New Jersey was reading the reports from the capitalist-imperialist think-tanks and foundations (Brookings and Heritage): it works! With then Mayor Sharp James presiding over the City of Newark, New Jersey, state legislators and construction companies sat together to negotiate the terms and conditions. It was stipulated that for a number of years only Black and Brown people from the adjacent urban areas could be hired at Northern State Prison.
For nearly 30 years, Northern State Prison was a meal ticket for members of the aspiring Black and Brown middle class. That has all ended now. The racial demographics have dramatically changed. Those first Black and Brown correctional officers hired nearly 30 years ago are now retiring or being forced out. Taking their place are young white officers who hate anything moving. They have preconceived ideas on how to keep Black and Brown youth in their place, which usually involves violence. They have paramilitary mentalities. Correctional officer Bobby Wasik is the undisputed leader of these unsophisticated and impressionable white correctional officers. We should make it clear to the whole prison establishment in New Jersey that they need to put pig Wasik back in the pigstye or else face the prospect of court proceedings.

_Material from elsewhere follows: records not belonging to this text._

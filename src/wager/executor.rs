//! Fire-time wager execution.
//!
//! Re-validates a scheduled wager, reserves its stake, submits it to the
//! primary endpoint (then the backup), and records the outcome in both the
//! bet ledger and the risk ledger. Refused wagers are stored as skipped.

use async_trait::async_trait;
use chrono::Utc;
use parking_lot::Mutex;
use std::collections::HashSet;
use std::sync::Arc;
use tracing::{debug, error, info, warn};

use crate::db::models::{BetRecord, Endpoint, SkippedWager};
use crate::db::Database;
use crate::notify::{Notifier, NotifyEvent};

use super::error::WagerError;
use super::gateway::WagerGateway;
use super::risk::RiskLedger;
use super::scheduler::{FireHandler, ScheduledWager};

#[derive(Debug, Clone)]
pub enum ExecutionOutcome {
    Placed(BetRecord),
    Failed(BetRecord),
    /// Nothing was submitted
    Skipped(WagerError),
}

type PairKey = (String, String);

#[derive(Clone)]
pub struct WagerExecutor {
    gateway: Arc<dyn WagerGateway>,
    db: Database,
    risk: RiskLedger,
    notifier: Notifier,
    in_flight: Arc<Mutex<HashSet<PairKey>>>,
    /// Pairs accepted by the board in this process. Backs up the ledger
    /// check when a record could not be written.
    placed: Arc<Mutex<HashSet<PairKey>>>,
}

/// Marks a (match, option) pair as executing until dropped.
struct InFlight {
    set: Arc<Mutex<HashSet<PairKey>>>,
    key: PairKey,
}

impl Drop for InFlight {
    fn drop(&mut self) {
        self.set.lock().remove(&self.key);
    }
}

impl WagerExecutor {
    pub fn new(
        gateway: Arc<dyn WagerGateway>,
        db: Database,
        risk: RiskLedger,
        notifier: Notifier,
    ) -> Self {
        WagerExecutor {
            gateway,
            db,
            risk,
            notifier,
            in_flight: Arc::new(Mutex::new(HashSet::new())),
            placed: Arc::new(Mutex::new(HashSet::new())),
        }
    }

    pub async fn execute(&self, w: &ScheduledWager) -> ExecutionOutcome {
        let match_id = w.matched.id.clone();
        let option_id = w.option.id.clone();

        let _guard = match self.claim(&match_id, &option_id) {
            Some(g) => g,
            None => return self.skip(w, duplicate(&match_id, &option_id)),
        };

        match self.db.has_successful_bet(&match_id, &option_id) {
            Ok(false) => {}
            Ok(true) => return self.skip(w, duplicate(&match_id, &option_id)),
            Err(e) => return self.skip(w, WagerError::Ledger(format!("{:#}", e))),
        }

        let balance = match self.gateway.fetch_balance().await {
            Ok(b) => b,
            Err(e) => {
                warn!(
                    "Balance lookup failed before wager on {} ({:#}); using {:.2} from decision time",
                    match_id, e, w.balance
                );
                w.balance
            }
        };

        let reservation = match self.risk.reserve(w.stake, balance) {
            Ok(r) => r,
            Err(e) => return self.skip(w, e),
        };

        debug!(
            "Reserved {:.2} for {} option '{}'",
            reservation.amount(),
            match_id,
            w.option.text
        );
        let (endpoint, result) = self.submit(&w.option.id, w.stake).await;
        let mut record = BetRecord {
            id: None,
            match_id: match_id.clone(),
            option_id: option_id.clone(),
            match_title: w.matched.title.clone(),
            option_text: w.option.text.clone(),
            stake: w.stake,
            odds: w.option.odds,
            rule: w.rule.to_string(),
            success: false,
            endpoint: None,
            message: None,
            dry_run: self.gateway.is_dry_run(),
            submitted_at: Utc::now(),
        };

        match result {
            Ok(message) => {
                reservation.commit();
                self.placed
                    .lock()
                    .insert((match_id.clone(), option_id.clone()));
                record.success = true;
                record.endpoint = endpoint;
                record.message = Some(message);
                if let Err(e) = self.append(&mut record) {
                    error!(
                        "Wager on {}/{} was PLACED but the bet record is lost: {:#}",
                        match_id, option_id, e
                    );
                    self.notifier.notify(NotifyEvent::LedgerWriteFailed {
                        match_id: match_id.clone(),
                        option_id: option_id.clone(),
                        title: w.matched.title.clone(),
                        stake: w.stake,
                        reason: format!("{:#}", e),
                    });
                }
                info!(
                    "Wager PLACED on {} ({}): {:.2} on '{}' @ {:.2} via {} [{}]",
                    match_id,
                    w.matched.title,
                    w.stake,
                    w.option.text,
                    w.option.odds,
                    endpoint.map(|e| e.as_str()).unwrap_or("-"),
                    w.rule
                );
                self.notifier.notify(NotifyEvent::WagerPlaced {
                    match_id,
                    title: w.matched.title.clone(),
                    option_text: w.option.text.clone(),
                    odds: w.option.odds,
                    stake: w.stake,
                    endpoint: endpoint.map(|e| e.as_str()).unwrap_or("-").to_string(),
                    rule: w.rule.to_string(),
                });
                ExecutionOutcome::Placed(record)
            }
            Err(e) => {
                reservation.release();
                record.message = Some(e.to_string());
                if let Err(err) = self.append(&mut record) {
                    error!(
                        "Failed to append bet record for {}/{}: {:#}",
                        match_id, option_id, err
                    );
                }
                error!("Wager FAILED on {} ({}): {}", match_id, w.matched.title, e);
                self.notifier.notify(NotifyEvent::WagerFailed {
                    match_id,
                    title: w.matched.title.clone(),
                    option_text: w.option.text.clone(),
                    stake: w.stake,
                    reason: e.to_string(),
                });
                ExecutionOutcome::Failed(record)
            }
        }
    }

    fn claim(&self, match_id: &str, option_id: &str) -> Option<InFlight> {
        let key = (match_id.to_string(), option_id.to_string());
        if self.placed.lock().contains(&key) {
            return None;
        }
        if !self.in_flight.lock().insert(key.clone()) {
            return None;
        }
        Some(InFlight {
            set: Arc::clone(&self.in_flight),
            key,
        })
    }

    /// Primary first, one retry against the backup.
    async fn submit(&self, option_id: &str, stake: f64) -> (Option<Endpoint>, Result<String, WagerError>) {
        let primary = match self.gateway.submit_wager(Endpoint::Primary, option_id, stake).await {
            Ok(s) if s.success => return (Some(Endpoint::Primary), Ok(s.message)),
            Ok(s) => s.message,
            Err(e) => format!("{:#}", e),
        };
        warn!("Primary endpoint refused option {}: {}; trying backup", option_id, primary);

        let backup = match self.gateway.submit_wager(Endpoint::Backup, option_id, stake).await {
            Ok(s) if s.success => return (Some(Endpoint::Backup), Ok(s.message)),
            Ok(s) => s.message,
            Err(e) => format!("{:#}", e),
        };
        (None, Err(WagerError::SubmissionFailed { primary, backup }))
    }

    /// Append to the bet ledger, retrying once.
    fn append(&self, record: &mut BetRecord) -> anyhow::Result<()> {
        let id = match self.db.insert_bet_record(record) {
            Ok(id) => id,
            Err(e) => {
                warn!(
                    "Bet record for {}/{} not written ({:#}); retrying",
                    record.match_id, record.option_id, e
                );
                self.db.insert_bet_record(record)?
            }
        };
        record.id = Some(id);
        Ok(())
    }

    fn skip(&self, w: &ScheduledWager, reason: WagerError) -> ExecutionOutcome {
        warn!("Wager on {} skipped [{}]: {}", w.matched.id, reason.kind(), reason);
        let skipped = SkippedWager {
            id: None,
            match_id: w.matched.id.clone(),
            option_id: w.option.id.clone(),
            match_title: w.matched.title.clone(),
            option_text: w.option.text.clone(),
            stake: w.stake,
            rule: w.rule.to_string(),
            reason_kind: reason.kind().to_string(),
            reason: reason.to_string(),
            skipped_at: Utc::now(),
        };
        if let Err(e) = self.db.insert_skipped_wager(&skipped) {
            error!("Failed to record skipped wager for {}: {:#}", w.matched.id, e);
        }
        self.notifier.notify(NotifyEvent::WagerSkipped {
            match_id: w.matched.id.clone(),
            title: w.matched.title.clone(),
            reason: reason.to_string(),
        });
        ExecutionOutcome::Skipped(reason)
    }
}

fn duplicate(match_id: &str, option_id: &str) -> WagerError {
    WagerError::DuplicateWager {
        match_id: match_id.to_string(),
        option_id: option_id.to_string(),
    }
}

#[async_trait]
impl FireHandler for WagerExecutor {
    async fn on_fire(&self, wager: ScheduledWager) {
        self.execute(&wager).await;
    }
}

Repression is a part of the revolutionary process. The fascist state has outlawed revolution. We revolutionaries in New Jersey are operating from the premise that they can jail and kill our bodies, but an idea whose time has come cannot be jailed orkilled. The New Afrikan Black Panther Party-Prison Chapter is committed to serving the people mind, body and soul, as enumerated in our 10-point program, and with our strategy of “Turning the prisons into Schools of Liberation,” and building base areas of cultural, social and political revolution in the context of building a united front against capitalist-imperialism.
I am no longer with my comrades in general population. But Pantherism, the ideological and political line of NABPP-PC, holds us together. When Comrade Rashid and I founded this party in 2005, we were in separate states and separate prisons, but what held us together was Panther Love and the principles ofcomradeship.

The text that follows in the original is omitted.